“You
can only understand people if you feel them in yourself.” --John Steinbeck
They. They
should just go back to where they came from.
They. As
in “the other”. They: as in the stranger. They: because when I look at them, I
see that they are different than me. They have a different skin color or come
from a different country or speak a different language or worship God in a
different way or in no way, or love differently than I do or claim a different
heritage.
Thus, when
I consider them, encounter them: because I am unable or unwilling to see “me”
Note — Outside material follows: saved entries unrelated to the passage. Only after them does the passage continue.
//! Hacker News stories via the Algolia search API.
//!
//! Relevance-ranked search first, then the by-date index as a fallback.

use async_trait::async_trait;
use serde::Deserialize;

use crate::error::SearchError;
use crate::fallback::Operation;
use crate::http::{join_url, send_json};
use crate::types::{ChainResult, ItemDetail, RetrievedItem, SourceType};

use super::{html_text, ItemOperations, SourceClient, SourceContext, SourceQuery};

#[derive(Debug, Deserialize)]
struct SearchResponse {
    hits: Vec<Hit>,
}

#[derive(Debug, Deserialize)]
struct Hit {
    #[serde(rename = "objectID")]
    object_id: String,
    #[serde(default)]
    title: Option<String>,
    #[serde(default)]
    url: Option<String>,
    #[serde(default)]
    points: Option<i64>,
    #[serde(default)]
    num_comments: Option<u32>,
    #[serde(default)]
    story_text: Option<String>,
}

/// Hacker News story search.
#[derive(Debug, Clone)]
pub struct HackernewsClient {
    ctx: SourceContext,
}

impl HackernewsClient {
    pub fn new(ctx: SourceContext) -> Self {
        Self { ctx }
    }

    fn operations(&self, product: &str, limit: usize) -> ItemOperations {
        [("hackernews:relevance", "/api/v1/search"), ("hackernews:date", "/api/v1/search_by_date")]
            .into_iter()
            .map(|(label, path)| {
                let http = self.ctx.http.clone();
                let url = join_url(&self.ctx.config.endpoints.hackernews, path);
                let product = product.to_string();
                Operation::new(label, move || {
                    let http = http.clone();
                    let url = url.clone();
                    let product = product.clone();
                    async move { search_stories(&http, &url, &product, limit).await }
                })
            })
            .collect()
    }
}

#[async_trait]
impl SourceClient for HackernewsClient {
    fn source_type(&self) -> SourceType {
        SourceType::Hackernews
    }

    async fn fetch(
        &self,
        query: &SourceQuery,
        limit: usize,
    ) -> Result<ChainResult<Vec<RetrievedItem>>, SearchError> {
        let operations = self.operations(&query.product, limit);
        self.ctx
            .run(SourceType::Hackernews, query, limit, &operations)
            .await
    }
}

/// Search stories at an Algolia endpoint URL.
pub async fn search_stories(
    http: &reqwest::Client,
    url: &str,
    product: &str,
    limit: usize,
) -> Result<Vec<RetrievedItem>, SearchError> {
    tracing::trace!(product, url, "hackernews search");
    let hits_per_page = limit.clamp(1, 1000).to_string();
    let request = http.get(url).query(&[
        ("query", product),
        ("tags", "story"),
        ("hitsPerPage", hits_per_page.as_str()),
    ]);
    let response: SearchResponse = send_json(request, "hackernews").await?;
    Ok(response.hits.into_iter().filter_map(into_item).collect())
}

/// Stories without a title are skipped; stories without a link point at the discussion.
fn into_item(hit: Hit) -> Option<RetrievedItem> {
    let title = hit.title.filter(|t| !t.trim().is_empty())?;
    let url = hit
        .url
        .filter(|u| !u.is_empty())
        .unwrap_or_else(|| format!("https://news.ycombinator.com/item?id={}", hit.object_id));
    let snippet = hit.story_text.as_deref().map(html_text).unwrap_or_default();
    Some(
        RetrievedItem::new(SourceType::Hackernews, title, url, snippet).with_detail(ItemDetail::Post {
            score: hit.points.unwrap_or(0),
            comments: hit.num_comments.unwrap_or(0),
            community: "hackernews".into(),
        }),
    )
}

#[cfg(test)]
mod tests {
    use super::*;

    fn hit(value: serde_json::Value) -> Hit {
        serde_json::from_value(value).expect("valid hit")
    }

    #[test]
    fn ask_hn_links_to_discussion() {
        let item = into_item(hit(serde_json::json!({
            "objectID": "123",
            "title": "Ask HN: Stripe alternatives?",
            "url": null,
            "points": 88,
            "num_comments": 40,
            "story_text": "<p>Looking for options</p>"
        })))
        .expect("titled story");
        assert_eq!(item.url, "https://news.ycombinator.com/item?id=123");
        assert_eq!(item.domain, "news.ycombinator.com");
        assert_eq!(item.snippet, "Looking for options");
        assert_eq!(item.votes(), 88);
    }

    #[test]
    fn untitled_hits_are_skipped() {
        assert!(into_item(hit(serde_json::json!({"objectID": "1"}))).is_none());
    }

    #[test]
    fn object_id_is_required() {
        let parsed = serde_json::from_str::<SearchResponse>(r#"{"hits": [{"title": "x"}]}"#);
        assert!(parsed.is_err());
    }
}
in them or they in me: well, why should I care about them or respect them or
listen to them or honor them or accept them?
After all,
they are just a “they”, right?
When
“they” is used in this way, as our Tweeter in chief recently did, in
criticizing four Congresswomen and people of color, one of whom is an immigrant:
he was using that most ancient and time tested of methods necessary to hate or
hurt or dismiss or dehumanize another, especially one deemed as the enemy.
Just call
them “they”.
Because
then the person is no longer a real flesh and blood human being or a fellow
American or a neighbor or even child of God. No: instead “they” are now just an
“it”, an object, not a subject; a stereotype not an individual, a mere thing,
and when you think of someone else as a thing, it becomes very easy to attack
them or even to chant as a crowd: “Send her back! Send her back!”
By an odd
coincidence, I’ve been staying in the Twin Cities for the past month, and have
attended numerous Little League baseball games in the city of Saint Louis Park,
Minnesota, the home district of the representative who’s been attacked the most
for her political views and her ethnicity, and especially for the fact that she
came to the United States from somewhere else.
So, as
I’ve sat in my folding chair, in the hot July sun, munched on a hot dog, and cheered
for my Goddaughter BJ, as her all-star team tried to advance in the state
tournament, I’ve also been looking around at my fellow fans and parents and
neighbors. At the older folks who live
in a senior housing complex high rise building that sits next to Skippy Field,
as the diamond is called, named after a peanut butter factory that once stood
here.
I’ve been
looking for the “theys”.
Because if
“they” are anywhere, they must be here, right? They must all live in this
seemingly radical, perhaps even un-American part of our country. I mean why
else would they pick such a person to represent them in Congress? This outsider? This agitator? This “other”.
But I must
report I failed in my civic detective work. I found no “theys” here. Instead
I’ve met just real people, like me, like you. Fellow Americans. Folks who have
just as much of a right to be here as I do, as any of us as Americans do.
People who love their country and love it so much, that they sometimes
criticize it, in the hope of making it a better place for all.
The
transplanted Dad from Boston who cheers on his son as that kid plays second
base and we both lament about the sad sack Red Sox. The women in the bleachers
who works in a nearby factory, is in between shifts and rushed over to see the
game. The police officer who leans against the fence, takes a break from her
rounds to watch the oldest of games. The senior citizen who leans on his walker
and cheers at the top of his lungs for her grandson. The nurse, who works at a
nearby clinic and never misses her daughter’s games. The coach at third base, who sports a Twins
T-shirt and an earring and waves the runner home.
Not a
“they” in sight. Just us. Just “we”.
Just me and thee and thee and thee.
Baseball
fans. Hardworking parents and umpires
that sometimes get the call wrong and babies in strollers and tweens riding
around on bicycles and families in the playground next to the field. Not an
angry chant or a hateful tweet in sight.
As I look
over the field on a beautiful Sunday afternoon, I see a flagpole keeping watch
over us all, the red and white stripes, a field of blue, and fifty stars, flapping
in the gentle breeze. And then I say a quiet prayer of thanks to God: that this
flag flies, not for just me or for you: it flies for all of us.
And
“they”? That’s me. That's you.
That's a good thing to remember in these strange and perilous times.